Clinicians should be aware of this new finding so that they can anticipate drug interactions with CYP2D6 substrates.
J Clin Pharmacol. 2007 Oct;47(10):1311-9. Epub 2007 Jul 24.
Effect of cinacalcet hydrochloride, a new calcimimetic agent, on the pharmacokinetics of dextromethorphan: in vitro and clinical studies.
Nakashima D, Takama H, Ogasawara Y, Kawakami T, Nishitoba T, Hoshi S, Uchida E, Tanaka H.

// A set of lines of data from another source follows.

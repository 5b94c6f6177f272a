//! Outbound HTTP client for calls to peer instances (broods)

use async_trait::async_trait;
use http_body_util::{BodyExt, Full};
use hyper::body::Bytes;
use hyper_rustls::{HttpsConnector, HttpsConnectorBuilder};
use hyper_util::client::legacy::connect::HttpConnector;
use hyper_util::client::legacy::Client;
use hyper_util::rt::TokioExecutor;
use std::fmt::Debug;
use std::time::Duration;

use crate::prelude::*;

/// Status and decoded body of a peer response
#[derive(Debug, Clone)]
pub struct PeerResponse {
	pub status: u16,
	pub body: serde_json::Value,
}

impl PeerResponse {
	pub fn is_success(&self) -> bool {
		(200..300).contains(&self.status)
	}

	/// `message` field of a JSON body, if any
	pub fn message(&self) -> Option<&str> {
		self.body.get("message").and_then(|m| m.as_str())
	}
}

#[async_trait]
pub trait PeerClient: Debug + Send + Sync {
	/// POST a JSON document. Non-2xx answers are returned, not turned into errors.
	///
	/// Fails with `Error::Timeout` or `Error::NetworkError` when no answer arrives.
	async fn post_json(&self, url: &str, body: &serde_json::Value) -> ClResult<PeerResponse>;
}

pub struct HttpPeerClient {
	client: Client<HttpsConnector<HttpConnector>, Full<Bytes>>,
	timeout: Duration,
}

impl HttpPeerClient {
	pub fn new(timeout: Duration) -> ClResult<Self> {
		let connector = HttpsConnectorBuilder::new()
			.with_native_roots()
			.map_err(|e| Error::ConfigError(format!("TLS error: {}", e)))?
			.https_or_http()
			.enable_http1()
			.build();
		let client = Client::builder(TokioExecutor::new()).build(connector);
		Ok(Self { client, timeout })
	}
}

impl Debug for HttpPeerClient {
	fn fmt(&self, f: &mut std::fmt::Formatter<'_>) -> std::fmt::Result {
		f.debug_struct("HttpPeerClient").field("timeout", &self.timeout).finish()
	}
}

#[async_trait]
impl PeerClient for HttpPeerClient {
	async fn post_json(&self, url: &str, body: &serde_json::Value) -> ClResult<PeerResponse> {
		let payload = serde_json::to_vec(body)?;
		let request = hyper::Request::builder()
			.method(hyper::Method::POST)
			.uri(url)
			.header("Content-Type", "application/json")
			.header("Accept", "application/json")
			.body(Full::new(Bytes::from(payload)))
			.map_err(|e| Error::NetworkError(format!("Request build error: {}", e)))?;

		let exchange = async {
			let response = self
				.client
				.request(request)
				.await
				.map_err(|e| Error::NetworkError(format!("{}", e)))?;
			let status = response.status().as_u16();
			let bytes = response
				.into_body()
				.collect()
				.await
				.map_err(|e| Error::NetworkError(format!("{}", e)))?
				.to_bytes();
			// Peers may answer with an empty or non-JSON body
			let body = serde_json::from_slice(&bytes).unwrap_or(serde_json::Value::Null);
			Ok::<_, Error>(PeerResponse { status, body })
		};

		match tokio::time::timeout(self.timeout, exchange).await {
			Ok(Ok(res)) => {
				debug!("POST {} -> {}", url, res.status);
				Ok(res)
			}
			Ok(Err(err)) => {
				error!("POST {} failed: {}", url, err);
				Err(err)
			}
			Err(_) => {
				error!("POST {} timed out after {:?}", url, self.timeout);
				Err(Error::Timeout)
			}
		}
	}
}

#[cfg(test)]
mod tests {
	use super::*;

	#[test]
	fn test_peer_response_helpers() {
		let res = PeerResponse { status: 201, body: serde_json::json!({ "message": "ok" }) };
		assert!(res.is_success());
		assert_eq!(res.message(), Some("ok"));

		let res = PeerResponse { status: 409, body: serde_json::Value::Null };
		assert!(!res.is_success());
		assert_eq!(res.message(), None);
	}
}

// vim: ts=4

Product Development Department, Pharmaceutical Division, Kirin Brewery Company Ltd, 26-1 Jingumae 6-chome, Shibuya-ku, Tokyo, 150-8011, Japan. email@example.com
Cinacalcet hydrochloride (cinacalcet) is a positive allosteric modulator of the calcium-sensing receptor indicated for the treatment of secondary hyperparathyroidism in dialysis patients. In vitro study has demonstrated that cinacalcet is a potent inhibitor of cytochrome P450 (CYP) 2D6 with a K(i) value of 0.087 micromol/L, which is comparable to the well-known potent CYP2D6 inhibitor, quinidine (0.064 micromol/L). A clinical study was conducted to assess the inhibitory effect of cinacalcet on CYP2D6 substrates in healthy volunteers. Each subject received 50 mg of cinacalcet or a matched placebo orally once daily for 8 days with 30 mg of dextromethorphan coadministered on day 8. The mean AUC(0-infinity) and C(max) of dextromethorphan increased 11- and 7-fold, respectively, in extensive metabolizers when coadministered with cinacalcet versus placebo.
Therefore, during concomitant treatment with cinacalcet, it may be necessary to consider making dose adjustments for drugs with a narrow therapeutic index that are mainly metabolized by CYP2D6.